El gran problema de fondo entre los políticos y los ciudadanos es la incomunicación: no se ponen en común las cosas públicas. Desde las élites políticas se nos lanzan proclamas para atraernos como adeptos. Se nos considera clientela. La propaganda se basa en la fe, en que las cosas son buenas y para un bien. Pero eso solo se comprueba al saber si sí o no sirven esas cosas que se presumen.

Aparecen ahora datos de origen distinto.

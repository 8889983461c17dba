// Dweve CfgTree - Comment-Preserving Configuration Trees
//
// Copyright (c) 2025 Dweve IP B.V. and individual contributors.
//
// SPDX-License-Identifier: Apache-2.0
//
// Licensed under the Apache License, Version 2.0 (the "License");
// you may not use this file except in compliance with the License.
// You may obtain a copy of the License in the LICENSE file at the
// root of this repository or at: http://www.apache.org/licenses/LICENSE-2.0
//
// Unless required by applicable law or agreed to in writing, software
// distributed under the License is distributed on an "AS IS" BASIS,
// WITHOUT WARRANTIES OR CONDITIONS OF ANY KIND, either express or implied.
// See the License for the specific language governing permissions and
// limitations under the License.

//! Property-based tests for round-tripping and tree/index consistency.

use cfgtree_core::{Document, NodeId, Tree};
use proptest::prelude::*;
use std::collections::BTreeMap;

// ==================== Generators ====================

/// One generated source line, before layout.
#[derive(Debug, Clone)]
enum GenLine {
    /// Key with depth step (clamped later), optional value and trailing comment.
    Key {
        name: String,
        step: i8,
        colon_space: usize,
        value: Option<String>,
        comment: Option<String>,
    },
    Comment {
        indent: usize,
        text: String,
    },
    Blank {
        width: usize,
    },
}

fn gen_line() -> impl Strategy<Value = GenLine> {
    prop_oneof![
        6 => (
            "[a-z][a-z0-9_]{0,6}",
            -3i8..=1,
            0usize..3,
            proptest::option::of("[A-Za-z0-9_./-]{1,10}"),
            proptest::option::of("[a-z ]{0,8}"),
        )
            .prop_map(|(name, step, colon_space, value, comment)| GenLine::Key {
                name,
                step,
                colon_space,
                value,
                comment,
            }),
        2 => (0usize..8, "[a-z ]{0,12}").prop_map(|(indent, text)| GenLine::Comment { indent, text }),
        1 => (0usize..5).prop_map(|width| GenLine::Blank { width }),
    ]
}

/// Lay lines out as text with `indent_width` spaces per level.
///
/// Key names get a `-<line>` suffix so siblings never collide. With
/// `canonical` set, colon spacing before a value is normalized to one space.
fn layout(lines: &[GenLine], indent_width: usize, canonical: bool) -> String {
    let mut out = Vec::with_capacity(lines.len());
    let mut depth: Option<usize> = None;

    for (i, line) in lines.iter().enumerate() {
        match line {
            GenLine::Key {
                name,
                step,
                colon_space,
                value,
                comment,
            } => {
                let next = match depth {
                    None => 0,
                    Some(d) => (d as i64 + *step as i64).clamp(0, d as i64 + 1) as usize,
                };
                depth = Some(next);

                let mut text = format!("{}{}-{}:", " ".repeat(next * indent_width), name, i);
                match value {
                    Some(value) => {
                        let spaces = if canonical { 1 } else { *colon_space };
                        text.push_str(&" ".repeat(spaces));
                        text.push_str(value);
                    }
                    // Header spacing is kept as read
                    None => text.push_str(&" ".repeat(*colon_space)),
                }
                if let Some(comment) = comment {
                    text.push_str(" # ");
                    text.push_str(comment);
                }
                out.push(text);
            }
            GenLine::Comment { indent, text } => {
                out.push(format!("{}#{}", " ".repeat(*indent), text));
            }
            GenLine::Blank { width } => out.push(" ".repeat(*width)),
        }
    }

    out.join("\n")
}

/// Collect `(path, value)` for every valued key node by walking the tree.
fn walk_values(tree: &Tree) -> BTreeMap<String, String> {
    fn visit(tree: &Tree, id: NodeId, prefix: &str, out: &mut BTreeMap<String, String>) {
        for &child in tree.children(id) {
            if let Some(node) = tree.key_node(child) {
                let path = if prefix.is_empty() {
                    node.key().to_string()
                } else {
                    format!("{}.{}", prefix, node.key())
                };
                if let Some(value) = node.value() {
                    out.insert(path.clone(), value.to_string());
                }
                visit(tree, child, &path, out);
            }
        }
    }

    let mut out = BTreeMap::new();
    visit(tree, Tree::ROOT, "", &mut out);
    out
}

#[derive(Debug, Clone)]
enum Op {
    Put(String, String),
    Remove(String),
    Kill(String),
}

fn gen_path() -> impl Strategy<Value = String> {
    prop::collection::vec("[a-c]", 1..4).prop_map(|segments| segments.join("."))
}

fn gen_op() -> impl Strategy<Value = Op> {
    prop_oneof![
        3 => (gen_path(), "[a-z0-9]{1,6}").prop_map(|(p, v)| Op::Put(p, v)),
        1 => gen_path().prop_map(Op::Remove),
        1 => gen_path().prop_map(Op::Kill),
    ]
}

// ==================== Properties ====================

proptest! {
    #![proptest_config(ProptestConfig::with_cases(256))]

    /// Property: canonical text reproduces byte for byte.
    #[test]
    fn prop_canonical_text_round_trips(lines in prop::collection::vec(gen_line(), 1..40)) {
        let text = layout(&lines, 2, true);
        prop_assume!(!text.is_empty());

        let mut doc = Document::new();
        prop_assert!(doc.load_from_text(&text).is_ok(), "failed to load {:?}", text);
        prop_assert_eq!(doc.save_to_text(), text);
    }

    /// Property: after one save, save(load(text)) is a fixed point.
    #[test]
    fn prop_serialization_is_fixed_point(
        lines in prop::collection::vec(gen_line(), 1..40),
        indent_width in 1usize..6,
    ) {
        let text = layout(&lines, indent_width, false);
        prop_assume!(!text.is_empty());

        let mut doc = Document::new();
        doc.load_from_text(&text).unwrap();
        let first = doc.save_to_text();
        prop_assume!(!first.is_empty());

        let mut again = Document::new();
        again.load_from_text(&first).unwrap();
        prop_assert_eq!(again.save_to_text(), first.clone());
        prop_assert_eq!(again.to_map(), doc.to_map());
    }

    /// Property: the flat index and the tree always agree.
    #[test]
    fn prop_index_matches_tree_after_mutations(
        lines in prop::collection::vec(gen_line(), 1..20),
        ops in prop::collection::vec(gen_op(), 0..30),
    ) {
        let text = layout(&lines, 2, true);
        prop_assume!(!text.is_empty());

        let mut doc = Document::new();
        doc.load_from_text(&text).unwrap();
        prop_assert_eq!(walk_values(doc.tree()), doc.to_map());

        for op in &ops {
            match op {
                Op::Put(path, value) => {
                    let before = doc.get(path).map(str::to_string);
                    prop_assert_eq!(doc.put(path, value.as_str()), before);
                    prop_assert_eq!(doc.get(path), Some(value.as_str()));
                }
                Op::Remove(path) => {
                    doc.remove(path);
                    prop_assert_eq!(doc.get(path), None);
                }
                Op::Kill(path) => {
                    doc.kill(path);
                    let prefix = format!("{}.", path);
                    prop_assert!(doc.keys().all(|k| k != path.as_str() && !k.starts_with(&prefix)));
                }
            }
            prop_assert_eq!(walk_values(doc.tree()), doc.to_map());
        }

        let saved = doc.save_to_text();
        if !saved.is_empty() {
            let mut reloaded = Document::new();
            reloaded.load_from_text(&saved).unwrap();
            prop_assert_eq!(reloaded.to_map(), doc.to_map());
        }
    }
}
// Dweve CfgTree - Comment-Preserving Configuration Trees
//
// Copyright (c) 2025 Dweve IP B.V. and individual contributors.
//
// SPDX-License-Identifier: Apache-2.0
//
// Licensed under the Apache License, Version 2.0 (the "License");
// you may not use this file except in compliance with the License.
// You may obtain a copy of the License in the LICENSE file at the
// root of this repository or at: http://www.apache.org/licenses/LICENSE-2.0
//
// Unless required by applicable law or agreed to in writing, software
// distributed under the License is distributed on an "AS IS" BASIS,
// WITHOUT WARRANTIES OR CONDITIONS OF ANY KIND, either express or implied.
// See the License for the specific language governing permissions and
// limitations under the License.

//! Format command - re-indentation to canonical form

use super::{load_document_with, write_output};
use crate::error::CliError;
use cfgtree_core::ConfigOptions;
use std::fs;
use std::path::PathBuf;

/// Re-serialize a config file with `indent` spaces per level.
///
/// Key lines are re-indented and colon spacing kept; comments and blank
/// lines are written as found. With `check` set nothing is written and the
/// command fails when the file differs from its formatted form.
///
/// # Examples
///
/// ```no_run
/// use cfgtree_cli::commands::format;
///
/// # fn main() -> Result<(), cfgtree_cli::error::CliError> {
/// // Format to stdout
/// format("app.yml", None, false, 2)?;
///
/// // Check only
/// format("app.yml", None, true, 4)?;
/// # Ok(())
/// # }
/// ```
pub fn format(file: &str, output: Option<&str>, check: bool, indent: usize) -> Result<(), CliError> {
    let options = ConfigOptions::builder().spaces_per_indent(indent).build();
    let doc = load_document_with(file, options)?;
    let formatted = doc.save_to_text();

    if check {
        let content = fs::read_to_string(file).map_err(|e| CliError::io_error(file, e))?;
        let original = content.strip_prefix('\u{FEFF}').unwrap_or(&content);
        if original.replace("\r\n", "\n") != formatted {
            return Err(CliError::NotCanonical {
                path: PathBuf::from(file),
            });
        }
        println!("File is in canonical form");
        Ok(())
    } else {
        write_output(&formatted, output)
    }
}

La propaganda siempre ha costado mucho dinero. Uno puede darse idea de eso nomás ver la cantidad invertida en los productos comerciales que se transmiten por los medios masivos de comunicación. Por supuesto que el mercado invierte en propaganda de sus productos incorporando costos al precio final que paga el consumidor. Pero cuando se trata de la propaganda política, ¿quién paga? “La propaganda, bajo cualquier modalidad de comunicación social, que difundan como tales, los poderes públicos, los órganos autónomos, las dependencias y entidades de la administración pública y cualquier otro ente de los tres órdenes de gobierno, deberá tener carácter institucional y fines informativos, educativos o de orientación social. En ningún caso esta propaganda incluirá nombres, imágenes, voces o símbolos que impliquen promoción personalizada de cualquier servidor público”. Así lo establece la Constitución en su artículo 134. Sin embargo, la obscena manera de propagandizar a políticos, funcionarios, esposas de funcionarios, ocurrencias y demás cosas disfrazadas de “obras de gobierno” solo sirven para enriquecer y corromper a medios, “periodistas” y funcionarios del moche.
Hay que terminar con eso y poner la cosa pública en común: cambiar propaganda por comunicación social, es decir, gobernar.